Una ráfaga de plomo le abatió en el acto. Quedó tendido en la tierra de nadie. Mientras se moría quiso entretenerse en hacer examen de conciencia y no pudo. Se distraía. Pensó en las mil musarañas, en un cartel bonito que había visto en una esquina, en un perrillo cojo que tenían los milicianos... Se acordó también del tesoro de Briesca, cuyo secreto guardaba en aquel indescifrable dibujo que llevaba sobre el pecho, y cuando quiso poner en claro si había hecho bien o mal en aquel asunto, se murió.
* * *
Se murió sin saber que su gesto no había sido tan estéril como creyó. Los milicianos que hasta aquel instante habían huido siempre no huyeron aquel día. Resistieron por primera vez y, cuando comprobaron maravillados que se podía resistir, atacaron. Madrid, que debía haber caído al día siguiente, no cayó. Resistió un día, y otro, y otro, y una semana, y un mes...
El cadáver de Arnal fue rescatado por sus camaradas.
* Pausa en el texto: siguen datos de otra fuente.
use std::path::Path;

use anyhow::Context as _;

use crate::foundation::error::{CanvasError, CanvasResult};
use crate::generate::policy::RenderFitPolicy;

/// Tunable thresholds of the canvas engine.
///
/// Every field has a default, so a JSON file only needs to carry the values it overrides.
#[derive(Clone, Debug, Default, PartialEq, serde::Serialize, serde::Deserialize)]
#[serde(default)]
pub struct CanvasConfig {
    /// Viewport and zoom behavior.
    pub viewport: ViewportConfig,
    /// Selection drawing and resolution checks.
    pub selection: SelectionConfig,
    /// Generation orchestration.
    pub generation: GenerationConfig,
}

/// Viewport limits and input sensitivities.
#[derive(Clone, Debug, PartialEq, serde::Serialize, serde::Deserialize)]
#[serde(default)]
pub struct ViewportConfig {
    /// Side length of the square world the initial view is centered on.
    pub world_size: f64,
    /// World width the initial zoom fits onto the screen width.
    pub initial_view_width: f64,
    /// Lower zoom clamp.
    pub min_zoom: f64,
    /// Upper zoom clamp.
    pub max_zoom: f64,
    /// `k` in `factor = exp(-delta_y * k)` for wheel zoom.
    pub wheel_sensitivity: f64,
    /// Wheel deltas with a smaller magnitude are ignored.
    pub wheel_dead_zone: f64,
    /// Padding around content for fit-to-content, in world units.
    pub fit_padding: f64,
    /// Zoom cap for fit-to-content.
    pub fit_max_zoom: f64,
    /// Pointer gestures are ignored at or below this zoom.
    pub gesture_min_zoom: f64,
}

impl Default for ViewportConfig {
    fn default() -> Self {
        Self {
            world_size: 4000.0,
            initial_view_width: 2500.0,
            min_zoom: 0.05,
            max_zoom: 5.0,
            wheel_sensitivity: 0.001,
            wheel_dead_zone: 0.001,
            fit_padding: 100.0,
            fit_max_zoom: 1.5,
            gesture_min_zoom: 0.001,
        }
    }
}

/// Selection thresholds.
#[derive(Clone, Debug, PartialEq, serde::Serialize, serde::Deserialize)]
#[serde(default)]
pub struct SelectionConfig {
    /// Drawn selections narrower or shorter than this are discarded on release.
    pub min_size: f64,
    /// World distance a selection drag must travel before its axis locks.
    pub axis_lock_threshold: f64,
    /// Ratio tolerance when matching a selection against the resolution table.
    pub ratio_tolerance: f64,
    /// Pixels a selection may exceed the native size before the quality warning.
    pub native_slack_px: f64,
}

impl Default for SelectionConfig {
    fn default() -> Self {
        Self {
            min_size: 10.0,
            axis_lock_threshold: 5.0,
            ratio_tolerance: 0.02,
            native_slack_px: 2.0,
        }
    }
}

/// Generation orchestration settings.
#[derive(Clone, Debug, PartialEq, serde::Serialize, serde::Deserialize)]
#[serde(default)]
pub struct GenerationConfig {
    /// Maximum number of reference images held at once.
    pub reference_limit: usize,
    /// Feather applied to layers produced by magic fill.
    pub magic_fill_feather: u8,
    /// Selection side above which the pro model is asked for the larger size.
    pub pro_size_upgrade_px: f64,
    /// Render-fit decision table for new layers.
    pub render_fit: RenderFitPolicy,
}

impl Default for GenerationConfig {
    fn default() -> Self {
        Self {
            reference_limit: 10,
            magic_fill_feather: 20,
            pro_size_upgrade_px: 2000.0,
            render_fit: RenderFitPolicy::default(),
        }
    }
}

impl CanvasConfig {
    /// Parse and validate a JSON configuration.
    pub fn from_json_str(json: &str) -> CanvasResult<Self> {
        let cfg: Self = serde_json::from_str(json)
            .map_err(|e| CanvasError::serde(format!("canvas config: {e}")))?;
        cfg.validate()?;
        Ok(cfg)
    }

    /// Read, parse and validate a JSON configuration file.
    pub fn from_json_path(path: impl AsRef<Path>) -> CanvasResult<Self> {
        let path = path.as_ref();
        let text = std::fs::read_to_string(path)
            .with_context(|| format!("read canvas config '{}'", path.display()))?;
        Self::from_json_str(&text)
    }

    /// Reject values that would make the engine misbehave.
    pub fn validate(&self) -> CanvasResult<()> {
        let v = &self.viewport;
        if !(v.min_zoom > 0.0 && v.min_zoom <= v.max_zoom && v.max_zoom.is_finite()) {
            return Err(CanvasError::validation(
                "viewport zoom clamps must satisfy 0 < min_zoom <= max_zoom",
            ));
        }
        if !(v.gesture_min_zoom >= 0.0 && v.gesture_min_zoom < v.min_zoom) {
            return Err(CanvasError::validation(
                "viewport gesture_min_zoom must satisfy 0 <= gesture_min_zoom < min_zoom",
            ));
        }
        if v.world_size <= 0.0 || v.initial_view_width <= 0.0 {
            return Err(CanvasError::validation(
                "viewport world_size and initial_view_width must be > 0",
            ));
        }
        if v.fit_padding < 0.0 || v.fit_max_zoom <= 0.0 {
            return Err(CanvasError::validation(
                "viewport fit_padding must be >= 0 and fit_max_zoom > 0",
            ));
        }
        if v.wheel_sensitivity <= 0.0 {
            return Err(CanvasError::validation(
                "viewport wheel_sensitivity must be > 0",
            ));
        }

        let s = &self.selection;
        if s.min_size < 0.0 || s.axis_lock_threshold < 0.0 || s.native_slack_px < 0.0 {
            return Err(CanvasError::validation(
                "selection thresholds must be >= 0",
            ));
        }
        if s.ratio_tolerance <= 0.0 {
            return Err(CanvasError::validation(
                "selection ratio_tolerance must be > 0",
            ));
        }

        let g = &self.generation;
        if g.reference_limit == 0 {
            return Err(CanvasError::validation(
                "generation reference_limit must be > 0",
            ));
        }
        if g.magic_fill_feather > 100 {
            return Err(CanvasError::validation(
                "generation magic_fill_feather must be <= 100",
            ));
        }
        Ok(())
    }
}

#[cfg(test)]
#[path = "../tests/unit/config.rs"]
mod tests;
En la cartera que llevaba en el pecho le encontraron un borroso apunte de un miliciano yacente que fue a parar a la exposición de documentos de la guerra civil organizada por la sección de propaganda del Quinto Regimiento. Un periodista norteamericano que lo vio tuvo el antojo de llevárselo, y a cambio de un donativo de cinco dólares para el Socorro Rojo Internacional se lo dejaron. No sabrá nunca que con aquellos cinco dólares compró el secreto de un tesoro que jamás acertará a descifrar. Aquel «miliciano muerto» de líneas imprecisas valía por dos obras maestras del Greco.
—
Paisa
, por Dios Grande, no
tirar
. Yo
estar
rojo.
Con los brazos en alto, las manos abiertas, una pierna tinta en sangre y las verdes pupilas dilatadas por el espanto, Mohamed se rendía. Había arrojado el fusil al suelo en señal de sumisión y, colocado delante del peñasco tras el que estuvo defendiéndose, esperaba a que fuesen a capturarle. Los rojos, venteando una añagaza del moro, no se decidían a salir a cuerpo limpio y seguían tiroteándole desde los lugares protegidos en que se habían atrincherado para cercarle. De vez en cuando, el chasquido de una bala arrancaba una lasca al peñasco donde se destacaba la silueta estirada de Mohamed, cada vez más maravillado de que después de tanto tirarle no le hubiesen dado todavía.
—No tirar —gritaba con voz angustiada—. Yo
estar
rojo; yo
estar república
.
Los rojos, desde sus parapetos, seguían tirando al blanco sobre él. Pero no le daban. Mohamed, estupefacto al ver que las balas pasaban junto a su cabeza sin herirle, empezó a sentir cierto desprecio por aquellos torpes tiradores. Estaba seguro de que él no hubiese marrado al primer golpe. Y tan desdeñoso concepto formó de ellos, que pensó en coger otra vez el fusil y seguir luchando, seguro de vencer a tan incapaces guerreros. Uno de ellos pareció decidirse al fin a echar el cuerpo fuera del parapeto.